As I clicked submit in the university system’s grading portal, after reviewing this list multiple times to check for errors, my first thought was: Grades are weird.
My second thought was, well, more a reaction. I let out a light exhale and looked around the room. “Congratulations, me,” I announced to myself in my head. “You just finished your first semester teaching.”
Entering Higher Education was never something I planned to do. When I decided to become a consultant and ride on the waves of hope that schools who needed my skill set would invite me to the table, it just happened. It’s quite the journey, really. I started out as a preschool camp counselor who loved to babysit little ones and 20ish years later ended up one who self-proclaimed her “office” in the student library cafe and invited students to come get assistance (read: bailout) on their final portfolios. I was overly caffeinated and they were overly grateful. Mostly.

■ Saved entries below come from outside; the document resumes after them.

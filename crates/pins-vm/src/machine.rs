//! The interpreter loop.
//!
//! Fetch the instruction at PC, execute it, advance PC by its size unless
//! it transferred control. The machine is either running or halted; a
//! fault is returned to the caller and leaves the registers where it hit.

use std::collections::HashMap;
use std::io::{BufRead, Write};

use pins_types::instr::{CodeInstr, CodeOp, DataInstr, Instruction, Oper, Reg};
use serde::{Deserialize, Serialize};
use tracing::{debug, trace};

use crate::builtins::Builtin;
use crate::config::MachineConfig;
use crate::error::{LoadError, VmError, VmResult};
use crate::io;
use crate::loader::{self, Slot};
use crate::memory::Memory;

const WORD: i32 = 4;

/// Execution state.
#[derive(Debug, Clone, Copy, PartialEq, Eq, Serialize, Deserialize)]
pub enum State {
    Running,
    Halted { exit_code: i32 },
}

/// Register snapshot.
#[derive(Debug, Clone, Copy, PartialEq, Eq, Serialize, Deserialize)]
pub struct Registers {
    pub pc: i32,
    pub fp: i32,
    pub sp: i32,
    pub hp: i32,
}

/// A loaded program plus its registers and I/O streams.
pub struct Machine<R, W> {
    memory: Memory,
    slots: HashMap<i32, Slot>,
    labels: HashMap<String, i32>,
    data_end: i32,
    regs: Registers,
    state: State,
    steps: u64,
    config: MachineConfig,
    input: R,
    output: W,
}

impl<R: BufRead, W: Write> Machine<R, W> {
    /// Build the memory image and reset the registers.
    pub fn load(
        code: &[CodeInstr],
        data: &[DataInstr],
        config: MachineConfig,
        input: R,
        output: W,
    ) -> Result<Self, LoadError> {
        config.validate()?;
        let loaded = loader::load(code, data, config.stack_top)?;
        Ok(Self {
            memory: loaded.memory,
            slots: loaded.slots,
            labels: loaded.labels,
            data_end: loaded.data_end,
            regs: Registers {
                pc: 0,
                fp: config.stack_top,
                sp: config.stack_top,
                hp: loaded.data_end,
            },
            state: State::Running,
            steps: 0,
            config,
            input,
            output,
        })
    }

    // ── Inspection ───────────────────────────────────────────────────────

    pub fn registers(&self) -> Registers {
        self.regs
    }

    pub fn state(&self) -> State {
        self.state
    }

    /// Instructions executed so far.
    pub fn steps(&self) -> u64 {
        self.steps
    }

    /// Address bound to a program label.
    pub fn label(&self, name: &str) -> Option<i32> {
        self.labels.get(name).copied()
    }

    pub fn code_size(&self) -> i32 {
        self.memory.code_size()
    }

    /// First address after the data segment.
    pub fn data_end(&self) -> i32 {
        self.data_end
    }

    pub fn read_word(&self, addr: i32) -> VmResult<i32> {
        self.memory.load(addr)
    }

    pub fn output(&self) -> &W {
        &self.output
    }

    pub fn into_output(self) -> W {
        self.output
    }

    // ── Execution ────────────────────────────────────────────────────────

    /// Run until halt and return the exit code.
    pub fn run(&mut self) -> VmResult<i32> {
        loop {
            if let State::Halted { exit_code } = self.step()? {
                return Ok(exit_code);
            }
        }
    }

    /// Execute one instruction.
    pub fn step(&mut self) -> VmResult<State> {
        if let State::Halted { .. } = self.state {
            return Ok(self.state);
        }
        if let Some(max) = self.config.max_steps {
            if self.steps >= max {
                return Err(VmError::StepLimit(max));
            }
        }
        let pc = self.regs.pc;
        let slot = self
            .slots
            .get(&pc)
            .cloned()
            .ok_or(VmError::InvalidPc(pc))?;
        trace!(
            pc,
            sp = self.regs.sp,
            fp = self.regs.fp,
            instr = %slot.instr,
            "step"
        );
        self.steps += 1;
        self.execute(&slot).inspect_err(|err| {
            debug!(pc, %err, "machine fault");
        })?;
        Ok(self.state)
    }

    fn execute(&mut self, slot: &Slot) -> VmResult<()> {
        let next = self.regs.pc + slot.instr.size();
        match &slot.instr.op {
            CodeOp::Label(_) => {}
            CodeOp::Push(_) | CodeOp::Name(_) => self.push(slot.operand)?,
            CodeOp::Load => {
                let addr = self.pop()?;
                let value = self.memory.load(addr)?;
                self.push(value)?;
            }
            CodeOp::Save => {
                let addr = self.pop()?;
                let value = self.pop()?;
                self.memory.store(addr, value)?;
            }
            CodeOp::Popn => {
                let mut bytes = self.pop()?;
                while bytes < 0 {
                    self.push(0)?;
                    bytes += WORD;
                }
                while bytes > 0 {
                    self.pop()?;
                    bytes -= WORD;
                }
            }
            CodeOp::Oper(oper) => self.oper(*oper)?,
            CodeOp::Ujmp => {
                self.regs.pc = self.pop()?;
                return Ok(());
            }
            CodeOp::Cjmp => {
                let then_addr = self.pop()?;
                let else_addr = self.pop()?;
                let cond = self.pop()?;
                self.regs.pc = if cond != 0 { then_addr } else { else_addr };
                return Ok(());
            }
            CodeOp::Call(_) => {
                let target = self.pop()?;
                if target < 0 {
                    let builtin = Builtin::from_address(target).ok_or(VmError::InvalidPc(target))?;
                    self.builtin(builtin)?;
                } else {
                    self.push(self.regs.fp)?;
                    self.push(next)?;
                    self.regs.fp = self.regs.sp + 2 * WORD;
                    self.regs.pc = target;
                    return Ok(());
                }
            }
            CodeOp::Retn(_) => {
                self.retn()?;
                return Ok(());
            }
            CodeOp::Init => self.init()?,
            CodeOp::Regn(reg) => {
                let value = match reg {
                    Reg::Pc => self.regs.pc,
                    Reg::Fp => self.regs.fp,
                    Reg::Sp => self.regs.sp,
                };
                self.push(value)?;
            }
        }
        if let State::Running = self.state {
            self.regs.pc = next;
        }
        Ok(())
    }

    // ── Stack ────────────────────────────────────────────────────────────

    fn push(&mut self, value: i32) -> VmResult<()> {
        let sp = self.regs.sp - WORD;
        if sp < self.regs.hp {
            return Err(VmError::StackOverflow);
        }
        self.memory.store(sp, value)?;
        self.regs.sp = sp;
        Ok(())
    }

    fn pop(&mut self) -> VmResult<i32> {
        if self.regs.sp + WORD > self.config.stack_top {
            return Err(VmError::StackUnderflow);
        }
        let value = self.memory.load(self.regs.sp)?;
        self.regs.sp += WORD;
        Ok(value)
    }

    // ── Instructions with more than a line of semantics ──────────────────

    fn oper(&mut self, oper: Oper) -> VmResult<()> {
        let result = if oper.is_unary() {
            let value = self.pop()?;
            match oper {
                Oper::Not => (value == 0) as i32,
                _ => value.wrapping_neg(),
            }
        } else {
            let snd = self.pop()?;
            let fst = self.pop()?;
            binary(oper, fst, snd)?
        };
        self.push(result)
    }

    /// Pop the parameter size and the result, unwind the frame, drop the
    /// access link and arguments, push the result.
    fn retn(&mut self) -> VmResult<()> {
        let pars_size = self.pop()?;
        let result = self.pop()?;
        let fp = self.regs.fp;
        if self.regs.sp > fp {
            return Err(VmError::StackUnderflow);
        }
        let return_addr = self.memory.load(fp - 2 * WORD)?;
        let caller_fp = self.memory.load(fp - WORD)?;
        let sp = fp + pars_size + WORD;
        if sp > self.config.stack_top || pars_size < 0 {
            return Err(VmError::StackUnderflow);
        }
        self.regs.sp = sp;
        self.regs.fp = caller_fp;
        self.regs.pc = return_addr;
        self.push(result)
    }

    /// Expand a flattened initializer `[count, (num, len, v..)*]`.
    fn init(&mut self) -> VmResult<()> {
        let mut src = self.pop()?;
        let mut dst = self.pop()?;
        let count = self.memory.load(src)?;
        src += WORD;
        for _ in 0..count {
            let num = self.memory.load(src)?;
            let len = self.memory.load(src + WORD)?;
            src += 2 * WORD;
            for _ in 0..num {
                for l in 0..len {
                    let value = self.memory.load(src + WORD * l)?;
                    self.memory.store(dst, value)?;
                    dst += WORD;
                }
            }
            src += WORD * len;
        }
        Ok(())
    }

    // ── Runtime services ─────────────────────────────────────────────────

    fn builtin(&mut self, builtin: Builtin) -> VmResult<()> {
        // access link
        self.pop()?;
        let result = match builtin {
            Builtin::Exit => {
                let exit_code = self.pop()?;
                self.output.flush()?;
                self.state = State::Halted { exit_code };
                debug!(exit_code, steps = self.steps, "halted");
                return Ok(());
            }
            Builtin::Getint => io::read_int(&mut self.input)?,
            Builtin::Putint => {
                let value = self.pop()?;
                write!(self.output, "{value}")?;
                1
            }
            Builtin::Getstr => {
                let mut addr = self.pop()?;
                let line = io::read_line(&mut self.input)?;
                for c in line.chars() {
                    self.memory.store(addr, c as i32)?;
                    addr += WORD;
                }
                self.memory.store(addr, 0)?;
                1
            }
            Builtin::Putstr => {
                let mut addr = self.pop()?;
                let mut text = String::new();
                loop {
                    let c = self.memory.load(addr)?;
                    if c == 0 {
                        break;
                    }
                    text.push(char::from_u32(c as u32).unwrap_or(char::REPLACEMENT_CHARACTER));
                    addr += WORD;
                }
                self.output.write_all(text.as_bytes())?;
                1
            }
            Builtin::New => {
                let size = self.pop()?;
                let addr = self.regs.hp;
                let end = addr
                    .checked_add(size)
                    .filter(|end| size >= 0 && *end <= self.regs.sp)
                    .ok_or(VmError::HeapExhausted(size))?;
                self.memory.clear(addr, size)?;
                self.regs.hp = end;
                addr
            }
            Builtin::Del => {
                self.pop()?;
                1
            }
        };
        self.push(result)
    }
}

/// Binary operators on 32-bit words; booleans are 0 and 1.
pub fn binary(oper: Oper, fst: i32, snd: i32) -> VmResult<i32> {
    Ok(match oper {
        Oper::Or => (fst != 0 || snd != 0) as i32,
        Oper::And => (fst != 0 && snd != 0) as i32,
        Oper::Equ => (fst == snd) as i32,
        Oper::Neq => (fst != snd) as i32,
        Oper::Gth => (fst > snd) as i32,
        Oper::Lth => (fst < snd) as i32,
        Oper::Geq => (fst >= snd) as i32,
        Oper::Leq => (fst <= snd) as i32,
        Oper::Add => fst.wrapping_add(snd),
        Oper::Sub => fst.wrapping_sub(snd),
        Oper::Mul => fst.wrapping_mul(snd),
        Oper::Div => {
            if snd == 0 {
                return Err(VmError::DivisionByZero);
            }
            fst.wrapping_div(snd)
        }
        Oper::Mod => {
            if snd == 0 {
                return Err(VmError::DivisionByZero);
            }
            fst.wrapping_rem(snd)
        }
        Oper::Not => (fst == 0) as i32,
        Oper::Neg => fst.wrapping_neg(),
    })
}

I noticed that, despite the lack of emotion and response these undergraduates typically displayed, the majority are craving knowledge. It’s why they are there- though they may not know that for some time. When I started them blogging (their fingers dragging at first), I was finally able to get to know them and hear how they got there, what their high school experience was like, what they want to be when they grow up…At some point it dawned on me- they may be much older, but they need all the same things my 4th graders needed. Maybe even more so!
But truly, what I am now enjoying the most is the most important part of being educator, and probably the most important part of being a human: reflection. I love reflection. I love looking back through my recent memories and synthesizing my experiences. I love that hindsight is 20-20, though it can be slightly annoying. When I review what I see in my rearview mirror, the learning is absolutely closer than it appears. And so is this realization: I just had a first year of teaching. Again.
Now, I would never go back to that year, 22 in a 4th grade classroom, all the blind hope in the world and a desk full of naivety. But I have narrowed my learning from that year down to 1 statement: You can’t do it alone. Thanks to online personal learning networks, I don’t have to anymore. So if that isn’t my lesson for this “first” year…what is?
Sorry to disappoint you..but- I don’t know yet! I will, though, eventually. And when I do, I will pour it into my educator gas tank so it can move me forward. For now, I have the best gift that teachers are given: The ability to refresh, revise, and start over, each time making it better than the last.
How exciting! I’m so happy you have found a new place in education. Sounds like it is a good fit. Maybe I should know this, but where are you teaching? :) Enjoy your holiday break.